What to do :: Until you reach the line containing "skipped without complaint.", reproduce each line of the listing exactly, please, and include that line as well.

Exercise data ::
►

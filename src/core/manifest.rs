//! Dependency manifest
//!
//! One dependency per line, `<name> <version>`:
//!
//! ```text
//! # runtime libraries
//! zlib 1.3.1
//! openssl 3.0.13
//! ```
//!
//! Lines starting with `#` are comments. Lines that are not exactly two
//! whitespace-separated tokens are skipped without complaint.

use crate::core::error::SetupError;
use std::collections::BTreeMap;
use std::path::Path;

/// Default manifest file name
pub const DEFAULT_MANIFEST: &str = ".dep";

/// A pinned dependency: exact name and version strings.
#[derive(Debug, Clone, PartialEq, Eq)]
pub struct Dependency {
    pub name: String,
    pub version: String,
}

impl Dependency {
    pub fn new(name: impl Into<String>, version: impl Into<String>) -> Self {
        Self {
            name: name.into(),
            version: version.into(),
        }
    }

    /// `<name>-<version>`, the stem every source uses for this dependency.
    pub fn stem(&self) -> String {
        format!("{}-{}", self.name, self.version)
    }
}

/// Parsed manifest: dependency name -> requested version.
#[derive(Debug, Clone, Default, PartialEq, Eq)]
pub struct Manifest {
    entries: BTreeMap<String, String>,
}

impl Manifest {
    /// Parse manifest text. Never fails; bad lines are dropped.
    pub fn parse(text: &str) -> Self {
        let mut entries = BTreeMap::new();
        for line in text.lines() {
            let line = line.trim();
            if line.is_empty() || line.starts_with('#') {
                continue;
            }
            let mut tokens = line.split_whitespace();
            if let (Some(name), Some(version), None) = (tokens.next(), tokens.next(), tokens.next())
            {
                // Later lines win, like re-assigning a map key.
                entries.insert(name.to_string(), version.to_string());
            }
        }
        Self { entries }
    }

    /// Read and parse a manifest file.
    pub fn load(path: &Path) -> Result<Self, SetupError> {
        let text = std::fs::read_to_string(path).map_err(|source| SetupError::Manifest {
            path: path.to_path_buf(),
            source,
        })?;
        Ok(Self::parse(&text))
    }

    pub fn len(&self) -> usize {
        self.entries.len()
    }

    pub fn is_empty(&self) -> bool {
        self.entries.is_empty()
    }

    /// Requested version for `name`, if declared.
    pub fn version_of(&self, name: &str) -> Option<&str> {
        self.entries.get(name).map(String::as_str)
    }

    pub fn dependencies(&self) -> impl Iterator<Item = Dependency> + '_ {
        self.entries
            .iter()
            .map(|(name, version)| Dependency::new(name.as_str(), version.as_str()))
    }
}

impl FromIterator<(String, String)> for Manifest {
    fn from_iter<I: IntoIterator<Item = (String, String)>>(iter: I) -> Self {
        Self {
            entries: iter.into_iter().collect(),
        }
    }
}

◄

Solution to this task ::
filename src/core/manifest.rs
//! Dependency manifest
//!
//! One dependency per line, `<name> <version>`:
//!
//! ```text
//! # runtime libraries
//! zlib 1.3.1
//! openssl 3.0.13
//! ```
//!
//! Lines starting with `#` are comments. Lines that are not exactly two
//! whitespace-separated tokens are skipped without complaint.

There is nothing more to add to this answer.